We further compared the performance of the proposed method (submission 1) with traditional U-Net using the state-of-the-art architecture proposed in [4]. As shown in Table 2, generally our approach outperformed traditional U-Net, especially in segmentation of WM and CSF, with an improvement of 8% and 11% in Dice score. WM and CSF are both large structures in brains. We concluded that the use of dilated convolutions is beneficial for capturing the context information of large target. Furthermore, our model is with much fewer trainable parameters (156,105 vs 8,748,609). Thus the training of the network is computationally efficient. The segmentation results of both DRUNet and U-Net on test case 70 was shown in Fig. 2.

Table 2. Comparison on each class with traditional U-Net under leave-one-subject-out setting. The performance on each class was averaged over seven subjects. The values in bold indicated significant improvement over traditional U-Net.
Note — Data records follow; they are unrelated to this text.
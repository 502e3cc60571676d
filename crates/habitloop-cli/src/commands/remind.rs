/// Foreground reminder runner
use anyhow::Result;
use chrono::Local;
use habitloop_core::streak::next_reminder_time;
use habitloop_core::AppContainer;
use log::info;
use std::time::Duration;

/// Schedule every habit reminder plus the daily quote and run until Ctrl-C.
/// Reminders re-arm for the next day after they fire.
pub async fn handle_remind(app: &AppContainer) -> Result<()> {
    let quotes_on = app
        .auth
        .user()
        .map(|user| user.daily_quote_notifications)
        .unwrap_or(true);
    if quotes_on {
        app.scheduler.schedule_daily_quote(app.quotes.clone());
    }

    let scheduled = arm_reminders(app);
    println!(
        "{scheduled} reminders scheduled{}. Press Ctrl-C to stop.",
        if quotes_on { ", daily quote on" } else { "" }
    );

    let mut rearm = tokio::time::interval(Duration::from_secs(60 * 60));
    rearm.tick().await;
    loop {
        tokio::select! {
            _ = tokio::signal::ctrl_c() => break,
            _ = rearm.tick() => {
                if app.scheduler.active_count() <= usize::from(quotes_on) {
                    let count = arm_reminders(app);
                    info!("Re-armed {} reminders", count);
                }
            }
        }
    }

    app.scheduler.cancel_all();
    println!("Stopped reminders");
    Ok(())
}

fn arm_reminders(app: &AppContainer) -> usize {
    let now = Local::now();
    let mut count = 0;
    for habit in app.habits.snapshot() {
        let Some((hour, minute)) = habit.reminder_time() else {
            continue;
        };
        if let Some(at) = next_reminder_time(hour, minute, &now) {
            if app.scheduler.schedule_reminder(&habit, &at) {
                println!("  {} at {}", habit.name, at.format("%a %H:%M"));
                count += 1;
            }
        }
    }
    count
}
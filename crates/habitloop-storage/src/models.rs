use chrono::Weekday;
use serde::{Deserialize, Deserializer, Serialize};

/// How often a habit is meant to be performed
#[derive(Debug, Clone, Copy, PartialEq, Eq, Default, Serialize, Deserialize)]
#[serde(from = "String", into = "String")]
pub enum Frequency {
    #[default]
    Daily,
    Weekly,
    /// Only on the weekdays listed in `Habit::custom_days`
    Custom,
}

impl Frequency {
    #[must_use]
    pub const fn as_str(self) -> &'static str {
        match self {
            Self::Daily => "Daily",
            Self::Weekly => "Weekly",
            Self::Custom => "Custom",
        }
    }

    /// Parse a frequency label, falling back to `Daily` for anything unknown
    #[must_use]
    pub fn parse_lenient(label: &str) -> Self {
        match label.trim().to_ascii_lowercase().as_str() {
            "weekly" => Self::Weekly,
            "custom" => Self::Custom,
            _ => Self::Daily,
        }
    }
}

impl From<String> for Frequency {
    fn from(value: String) -> Self {
        Self::parse_lenient(&value)
    }
}

impl From<Frequency> for String {
    fn from(value: Frequency) -> Self {
        value.as_str().to_string()
    }
}

impl std::fmt::Display for Frequency {
    fn fmt(&self, f: &mut std::fmt::Formatter<'_>) -> std::fmt::Result {
        f.write_str(self.as_str())
    }
}

/// A user-defined recurring task tracked for completion and streaks.
///
/// Serialized with the field names used by the remote document store, so the
/// same struct is written to the cache and to `users/<uid>/habits/<id>`.
#[derive(Debug, Clone, PartialEq, Eq, Default, Serialize, Deserialize)]
#[serde(rename_all = "camelCase", default)]
pub struct Habit {
    pub id: String,
    pub name: String,
    pub description: String,
    pub category: String,
    pub frequency: Frequency,
    #[serde(
        rename = "customFrequencyDays",
        deserialize_with = "null_as_default"
    )]
    pub custom_days: Vec<Weekday>,
    pub reminder: bool,
    pub reminder_hour: Option<u32>,
    pub reminder_minute: Option<u32>,
    pub streak: u32,
    pub next_occurrence: String,
    /// Epoch timestamp of the last completion, 0 when never completed.
    /// Older records may hold seconds instead of milliseconds.
    #[serde(rename = "lastCompletedDate")]
    pub last_completed: i64,
}

impl Habit {
    #[must_use]
    pub fn new(name: String, category: String, frequency: Frequency) -> Self {
        Self {
            id: uuid_v4_string(),
            name,
            category,
            frequency,
            ..Self::default()
        }
    }

    /// Reminder time-of-day as `(hour, minute)`, if a reminder is configured
    #[must_use]
    pub fn reminder_time(&self) -> Option<(u32, u32)> {
        if !self.reminder {
            return None;
        }
        Some((self.reminder_hour.unwrap_or(0), self.reminder_minute.unwrap_or(0)))
    }
}

/// Signed-in account profile and preference flags
#[derive(Debug, Clone, PartialEq, Eq, Serialize, Deserialize)]
#[serde(default)]
#[allow(clippy::struct_excessive_bools)]
pub struct User {
    pub uid: String,
    pub name: String,
    pub email: String,
    #[serde(rename = "profileImageUrl")]
    pub profile_image_url: Option<String>,
    pub motivation_mode: bool,
    #[serde(rename = "is_biometric_security_on")]
    pub biometric_security: bool,
    #[serde(rename = "is_pin_security_on")]
    pub pin_security: bool,
    #[serde(rename = "is_notification_sound_on")]
    pub notification_sound: bool,
    #[serde(rename = "is_notification_vibration_on")]
    pub notification_vibration: bool,
    pub notification_frequency: String,
    #[serde(rename = "is_daily_quote_notifications_on")]
    pub daily_quote_notifications: bool,
}

impl Default for User {
    fn default() -> Self {
        Self {
            uid: String::new(),
            name: String::new(),
            email: String::new(),
            profile_image_url: None,
            motivation_mode: true,
            biometric_security: false,
            pin_security: true,
            notification_sound: true,
            notification_vibration: true,
            notification_frequency: "Daily".to_string(),
            daily_quote_notifications: true,
        }
    }
}

impl User {
    #[must_use]
    pub fn new(uid: String, name: String, email: String) -> Self {
        Self {
            uid,
            name,
            email,
            ..Self::default()
        }
    }
}

/// Motivational quote shown on the dashboard
#[derive(Debug, Clone, PartialEq, Eq, Serialize, Deserialize)]
pub struct Quote {
    pub text: String,
    pub author: String,
}

fn null_as_default<'de, D, T>(deserializer: D) -> Result<T, D::Error>
where
    D: Deserializer<'de>,
    T: Default + Deserialize<'de>,
{
    Ok(Option::<T>::deserialize(deserializer)?.unwrap_or_default())
}

fn uuid_v4_string() -> String {
    uuid::Uuid::new_v4().to_string()
}

#[cfg(test)]
mod tests {
    use super::*;

    #[test]
    fn test_habit_serializes_with_remote_field_names() {
        let mut habit = Habit::new("Read".to_string(), "Study".to_string(), Frequency::Custom);
        habit.custom_days = vec![Weekday::Mon, Weekday::Thu];
        habit.last_completed = 1_700_000_000_000;

        let value = serde_json::to_value(&habit).unwrap();
        assert_eq!(value["frequency"], "Custom");
        assert_eq!(value["customFrequencyDays"][0], "Mon");
        assert_eq!(value["lastCompletedDate"], 1_700_000_000_000_i64);
        assert!(value.get("custom_days").is_none());
    }

    #[test]
    fn test_habit_tolerates_sparse_remote_document() {
        let value = serde_json::json!({
            "id": "h1",
            "name": "Walk",
            "frequency": "",
            "customFrequencyDays": null,
            "completed": true
        });
        let habit: Habit = serde_json::from_value(value).unwrap();
        assert_eq!(habit.id, "h1");
        assert_eq!(habit.frequency, Frequency::Daily);
        assert!(habit.custom_days.is_empty());
        assert_eq!(habit.last_completed, 0);
    }

    #[test]
    fn test_user_defaults_fill_missing_preferences() {
        let value = serde_json::json!({
            "uid": "u1",
            "name": "Sam",
            "email": "sam@example.com",
            "createdAt": 1_700_000_000_000_i64
        });
        let user: User = serde_json::from_value(value).unwrap();
        assert!(user.motivation_mode);
        assert!(user.pin_security);
        assert!(!user.biometric_security);
        assert_eq!(user.notification_frequency, "Daily");
    }

    #[test]
    fn test_reminder_time_requires_flag() {
        let mut habit = Habit::default();
        habit.reminder_hour = Some(7);
        assert_eq!(habit.reminder_time(), None);
        habit.reminder = true;
        assert_eq!(habit.reminder_time(), Some((7, 0)));
    }
}
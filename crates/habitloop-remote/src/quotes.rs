//! ZenQuotes client.

use anyhow::Result;
use async_trait::async_trait;
use habitloop_storage::Quote;
use reqwest::Client;
use serde::Deserialize;

use crate::error::{RemoteError, RemoteResult};
use crate::http::{build_client, ResponseExt};
use crate::traits::QuoteSource;

pub const DEFAULT_QUOTE_URL: &str = "https://zenquotes.io/api/random";

/// `[{"q": "...", "a": "...", "h": "..."}]`
#[derive(Debug, Deserialize)]
struct QuoteDto {
    q: String,
    a: String,
}

pub struct ZenQuotesClient {
    client: Client,
    url: String,
}

impl ZenQuotesClient {
    /// # Errors
    /// Returns an error if the HTTP client cannot be created
    pub fn new(url: &str) -> Result<Self> {
        Ok(Self {
            client: build_client()?,
            url: url.to_string(),
        })
    }
}

#[async_trait]
impl QuoteSource for ZenQuotesClient {
    async fn random_quote(&self) -> RemoteResult<Quote> {
        let quotes: Vec<QuoteDto> = self
            .client
            .get(&self.url)
            .send()
            .await?
            .ensure_success("ZenQuotes")
            .await?
            .json()
            .await?;

        quotes
            .into_iter()
            .next()
            .map(|dto| Quote {
                text: dto.q,
                author: dto.a,
            })
            .ok_or(RemoteError::Serialization)
    }
}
4.3 Results on Hidden Testing Cases

Our submissions were independently evaluated by the challenge organizer. Figures 3 and 4 show the box plots of performance on eight labels on 23 testing scans. Submission 1 and submission 2 ranked \(9^{th}\) and \(12^{th}\) respectively out of 22 teams.

Fig. 3.
figure 3

Result of our first submission on the 23 hidden testing set evaluated by the challenge organizers. Our method achieved Dice scores of more than 80% and volume similarity of more 90% on the major classes while the segmentation performance on WMHs is relatively poor. This is because the WMHs are in small volumes and thus the most difficult structure to be segmented.

Fig. 4.
figure 4

Result of our second submission on the 23 hidden testing set evaluated by the challenge organizers. The two submissions achieved comparable performance on major classes except the WMHs. Actually the second submission was designed to improve the segmentation performance of WMHs and integrated the state-of-the-art models from [4]. There may exist some implementation mistakes in the label fusion stage.